Na hipótese de o petista participar da disputa, o ex-ministro tem tentado se distanciar: já irritou aliados do ex-presidente quando disse à BBC que Lula “é o grande responsável por este momento político trágico que o Brasil está vivendo” e classificou a candidatura de Lula de “desserviço ao Brasil”. Ao GLOBO, em julho, Ciro citou a “impertinência” da candidatura de Lula.

Já Marina procura não rivalizar com o ex-presidente e diz que não mudará o programa de governo com o intuito de atrair o eleitorado do petista, se ele não concorrer:

— A campanha não deve se guiar pela participação ou não de Lula.
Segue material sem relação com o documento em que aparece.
//! Known bookmakers and their reliability tiers.

use std::collections::HashMap;

use once_cell::sync::Lazy;
use serde::Serialize;
use strum::{Display, EnumString};

/// How far a bookmaker can be trusted to honour a winning bet.
#[derive(Debug, Clone, Copy, PartialEq, Eq, Hash, Serialize, Display, EnumString, Default)]
#[serde(rename_all = "lowercase")]
#[strum(serialize_all = "lowercase", ascii_case_insensitive)]
pub enum Reliability {
    /// Frequent payout or limiting complaints.
    Low,
    /// Generally pays out.
    Medium,
    /// Regulated and reputable.
    High,
    /// Not in the registry.
    #[default]
    Unknown,
}

/// Market segment the bookmaker operates in.
#[derive(Debug, Clone, Copy, PartialEq, Eq, Hash, Serialize, Display, EnumString)]
#[serde(rename_all = "lowercase")]
#[strum(serialize_all = "lowercase", ascii_case_insensitive)]
pub enum BookmakerKind {
    /// India-focused.
    Indian,
    /// Offshore licence.
    Offshore,
    /// Crypto-native.
    Crypto,
}

/// Registry entry for one bookmaker.
#[derive(Debug, Clone, PartialEq, Eq, Serialize)]
pub struct BookmakerInfo {
    /// Bookmaker id as it appears in provider documents.
    pub id: String,
    /// Landing page.
    pub url: String,
    /// Market segment.
    pub kind: BookmakerKind,
    /// Reliability tier.
    pub reliability: Reliability,
}

/// Lookup table of known bookmakers, preserving registration order.
#[derive(Debug, Clone, Default)]
pub struct BookmakerRegistry {
    entries: Vec<BookmakerInfo>,
    index: HashMap<String, usize>,
}

static DEFAULT_REGISTRY: Lazy<BookmakerRegistry> = Lazy::new(|| {
    use BookmakerKind::{Crypto, Indian, Offshore};
    use Reliability::{Low, Medium};

    [
        ("1xBet", "https://1xbet.com/en/live", Offshore, Low),
        ("Rajabet", "https://rajabet.com/sports", Offshore, Low),
        ("Dafabet", "https://www.dafabet.com/en/sports", Offshore, Medium),
        ("1Win", "https://1win.com/live", Offshore, Low),
        ("BC.Game", "https://bc.game/sports", Crypto, Low),
        ("Hash.game", "https://hash.game/sports", Crypto, Low),
        ("Parimatch", "https://parimatch.com/en/sports", Offshore, Medium),
        ("Melbet", "https://melbet.com/en/live", Offshore, Low),
        ("Mostbet", "https://mostbet.com/en/live", Offshore, Low),
        ("Betwinner", "https://betwinner.com/en/live", Offshore, Low),
        ("22Bet", "https://22bet.com/en/live", Offshore, Low),
        ("10Cric", "https://www.10cric.com/sports/cricket", Indian, Medium),
    ]
    .into_iter()
    .fold(BookmakerRegistry::new(), |registry, (id, url, kind, reliability)| {
        registry.with(BookmakerInfo {
            id: id.to_string(),
            url: url.to_string(),
            kind,
            reliability,
        })
    })
});

impl BookmakerRegistry {
    /// Create an empty registry.
    pub fn new() -> Self {
        Self::default()
    }

    /// The built-in registry of supported bookmakers.
    pub fn builtin() -> &'static BookmakerRegistry {
        &DEFAULT_REGISTRY
    }

    /// Add or replace an entry.
    pub fn with(mut self, info: BookmakerInfo) -> Self {
        self.register(info);
        self
    }

    /// Add or replace an entry in place.
    pub fn register(&mut self, info: BookmakerInfo) {
        match self.index.get(&info.id) {
            Some(&pos) => self.entries[pos] = info,
            None => {
                self.index.insert(info.id.clone(), self.entries.len());
                self.entries.push(info);
            }
        }
    }

    /// Look up a bookmaker.
    pub fn get(&self, id: &str) -> Option<&BookmakerInfo> {
        self.index.get(id).map(|&pos| &self.entries[pos])
    }

    /// Whether the bookmaker is known.
    pub fn contains(&self, id: &str) -> bool {
        self.index.contains_key(id)
    }

    /// Reliability tier, `Unknown` for unregistered bookmakers.
    pub fn reliability(&self, id: &str) -> Reliability {
        self.get(id).map(|info| info.reliability).unwrap_or_default()
    }

    /// Registered ids in registration order.
    pub fn ids(&self) -> impl Iterator<Item = &str> {
        self.entries.iter().map(|info| info.id.as_str())
    }

    /// Number of registered bookmakers.
    pub fn len(&self) -> usize {
        self.entries.len()
    }

    /// Whether the registry is empty.
    pub fn is_empty(&self) -> bool {
        self.entries.is_empty()
    }
}

#[cfg(test)]
mod tests {
    use super::*;
    use std::str::FromStr;

    #[test]
    fn builtin_registry_has_expected_tiers() {
        let registry = BookmakerRegistry::builtin();

        assert_eq!(registry.len(), 12);
        assert_eq!(registry.reliability("Dafabet"), Reliability::Medium);
        assert_eq!(registry.reliability("1xBet"), Reliability::Low);
        assert_eq!(registry.get("BC.Game").unwrap().kind, BookmakerKind::Crypto);
        assert_eq!(registry.get("10Cric").unwrap().kind, BookmakerKind::Indian);
    }

    #[test]
    fn unknown_bookmaker_is_unknown_tier() {
        let registry = BookmakerRegistry::builtin();

        assert!(!registry.contains("Pinnacle"));
        assert_eq!(registry.reliability("Pinnacle"), Reliability::Unknown);
    }

    #[test]
    fn register_replaces_existing_entry_in_place() {
        let mut registry = BookmakerRegistry::new().with(BookmakerInfo {
            id: "Pinnacle".to_string(),
            url: "https://pinnacle.com".to_string(),
            kind: BookmakerKind::Offshore,
            reliability: Reliability::Medium,
        });
        registry.register(BookmakerInfo {
            id: "Pinnacle".to_string(),
            url: "https://pinnacle.com".to_string(),
            kind: BookmakerKind::Offshore,
            reliability: Reliability::High,
        });

        assert_eq!(registry.len(), 1);
        assert_eq!(registry.reliability("Pinnacle"), Reliability::High);
    }

    #[test]
    fn reliability_parses_case_insensitively() {
        assert_eq!(Reliability::from_str("MEDIUM").unwrap(), Reliability::Medium);
        assert_eq!(Reliability::Low.to_string(), "low");
    }
}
As propostas não serão construídas para agradar um perfil de eleitorado, mas para dialogar com o povo brasileiro.

Sem Lula, Marina terá a chance de disputar com Ciro e o candidato do PT a herança de votos do ex-presidente.
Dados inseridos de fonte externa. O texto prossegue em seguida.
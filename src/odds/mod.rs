//! Odds snapshot model.
//!
//! This module handles:
//! - Snapshot, bookmaker quote and market quote types
//! - The bookmaker registry with reliability tiers
//! - Decoding provider JSON documents into snapshots

pub mod parse;
pub mod registry;
pub mod types;

pub use parse::{parse_commence_time, parse_odds_document, parse_odds_value};
pub use registry::{BookmakerInfo, BookmakerKind, BookmakerRegistry, Reliability};
pub use types::{BookmakerQuote, MarketKey, MarketQuote, OddsBatch, OddsSnapshot, Outcome};
//! Prometheus metrics for scan throughput and provider latency.
//!
//! Recorded through the `metrics` facade; the exporter is installed by the
//! binary. Without an installed recorder every call is a no-op.

use std::time::Instant;

use metrics::{counter, describe_counter, describe_histogram, histogram};
use tracing::debug;

// === Metric Name Constants ===

/// Snapshots scanned counter metric name.
pub const METRIC_SNAPSHOTS_SCANNED: &str = "snapshots_scanned_total";
/// Opportunities detected counter metric name.
pub const METRIC_OPPORTUNITIES_DETECTED: &str = "opportunities_detected_total";
/// Opportunities suppressed as duplicates counter metric name.
pub const METRIC_OPPORTUNITIES_SUPPRESSED: &str = "opportunities_suppressed_total";
/// Failed odds fetches counter metric name.
pub const METRIC_ODDS_FETCH_FAILURES: &str = "odds_fetch_failures_total";
/// Odds fetch latency metric name.
pub const METRIC_ODDS_FETCH_LATENCY: &str = "odds_fetch_latency_ms";
/// Opportunity detection latency metric name.
pub const METRIC_OPPORTUNITY_DETECTION_LATENCY: &str = "opportunity_detection_latency_ms";
/// Monitor scan cycle latency metric name.
pub const METRIC_SCAN_CYCLE_LATENCY: &str = "scan_cycle_latency_ms";

/// Initialize all metric descriptions.
/// Call this once at startup to register metrics with descriptions.
pub fn init_metrics() {
    describe_histogram!(
        METRIC_ODDS_FETCH_LATENCY,
        "Odds provider request latency in milliseconds"
    );
    describe_histogram!(
        METRIC_OPPORTUNITY_DETECTION_LATENCY,
        "Time to scan a batch of snapshots in milliseconds"
    );
    describe_histogram!(
        METRIC_SCAN_CYCLE_LATENCY,
        "Time for one monitor cycle, fetch and alert delivery included, in milliseconds"
    );

    describe_counter!(
        METRIC_SNAPSHOTS_SCANNED,
        "Total number of event snapshots scanned"
    );
    describe_counter!(
        METRIC_OPPORTUNITIES_DETECTED,
        "Total number of arbitrage opportunities detected"
    );
    describe_counter!(
        METRIC_OPPORTUNITIES_SUPPRESSED,
        "Total number of opportunities suppressed as duplicates"
    );
    describe_counter!(
        METRIC_ODDS_FETCH_FAILURES,
        "Total number of failed odds provider requests"
    );

    debug!("Metrics initialized");
}

/// Record odds fetch latency.
pub fn record_odds_fetch_latency(start: Instant, sport: &str) {
    let latency_ms = start.elapsed().as_secs_f64() * 1000.0;
    histogram!(METRIC_ODDS_FETCH_LATENCY, "sport" => sport.to_string()).record(latency_ms);
}

/// Record opportunity detection latency.
pub fn record_opportunity_detection_latency(start: Instant) {
    let latency_ms = start.elapsed().as_secs_f64() * 1000.0;
    histogram!(METRIC_OPPORTUNITY_DETECTION_LATENCY).record(latency_ms);
}

/// Add to the snapshots scanned counter.
pub fn inc_snapshots_scanned(count: u64) {
    counter!(METRIC_SNAPSHOTS_SCANNED).increment(count);
}

/// Add to the opportunities detected counter.
pub fn inc_opportunities_detected(count: u64) {
    counter!(METRIC_OPPORTUNITIES_DETECTED).increment(count);
}

/// Increment the suppressed duplicates counter.
pub fn inc_opportunities_suppressed() {
    counter!(METRIC_OPPORTUNITIES_SUPPRESSED).increment(1);
}

/// Increment the failed fetches counter.
pub fn inc_odds_fetch_failures() {
    counter!(METRIC_ODDS_FETCH_FAILURES).increment(1);
}

/// RAII guard for timing operations.
/// Automatically records latency when dropped.
pub struct LatencyTimer {
    start: Instant,
    metric_name: &'static str,
}

impl LatencyTimer {
    /// Create a new latency timer for the given metric.
    pub fn new(metric_name: &'static str) -> Self {
        Self {
            start: Instant::now(),
            metric_name,
        }
    }

    /// Get elapsed time in milliseconds (without recording).
    pub fn elapsed_ms(&self) -> f64 {
        self.start.elapsed().as_secs_f64() * 1000.0
    }
}

impl Drop for LatencyTimer {
    fn drop(&mut self) {
        histogram!(self.metric_name).record(self.elapsed_ms());
    }
}

/// Create a latency timer for one monitor scan cycle.
pub fn timer_scan_cycle() -> LatencyTimer {
    LatencyTimer::new(METRIC_SCAN_CYCLE_LATENCY)
}

#[cfg(test)]
mod tests {
    use super::*;
    use std::thread::sleep;
    use std::time::Duration;

    #[test]
    fn latency_timer_measures_time() {
        let timer = LatencyTimer::new("test_metric");
        sleep(Duration::from_millis(10));
        assert!(timer.elapsed_ms() >= 9.0);
    }

    #[test]
    fn cycle_timer_is_separate_from_scan_latency() {
        let timer = timer_scan_cycle();
        assert_eq!(timer.metric_name, METRIC_SCAN_CYCLE_LATENCY);
        assert_ne!(METRIC_SCAN_CYCLE_LATENCY, METRIC_OPPORTUNITY_DETECTION_LATENCY);
    }

    #[test]
    fn recording_without_recorder_is_noop() {
        inc_snapshots_scanned(3);
        inc_opportunities_detected(1);
        inc_opportunities_suppressed();
        inc_odds_fetch_failures();
        record_odds_fetch_latency(Instant::now(), "soccer_epl");
    }
}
— O diferencial entre Marina e Ciro é que ele tem uma pregação próxima da usada por Lula, à esquerda de Marina, que tem abordagem própria sobre os grandes problemas nacionais — avalia o deputado Miro Teixeira (Rede-RJ), aliado da ex-ministra.

 

QUE JULGAMENTO É ESSE?
 

O RECURSO DE LULA: Em julho de 2017, o juiz Sergio Moro, que conduz a Lava-Jato em Curitiba, condenou o ex-presidente Luiz Inácio Lula da Silva pelos crimes de corrupção passiva e lavagem de dinheiro. Na quarta-feira, o Tribunal Regional Federal da 4ª Região (TRF-4), em Porto Alegre, vai julgar o recurso de Lula contra a condenação.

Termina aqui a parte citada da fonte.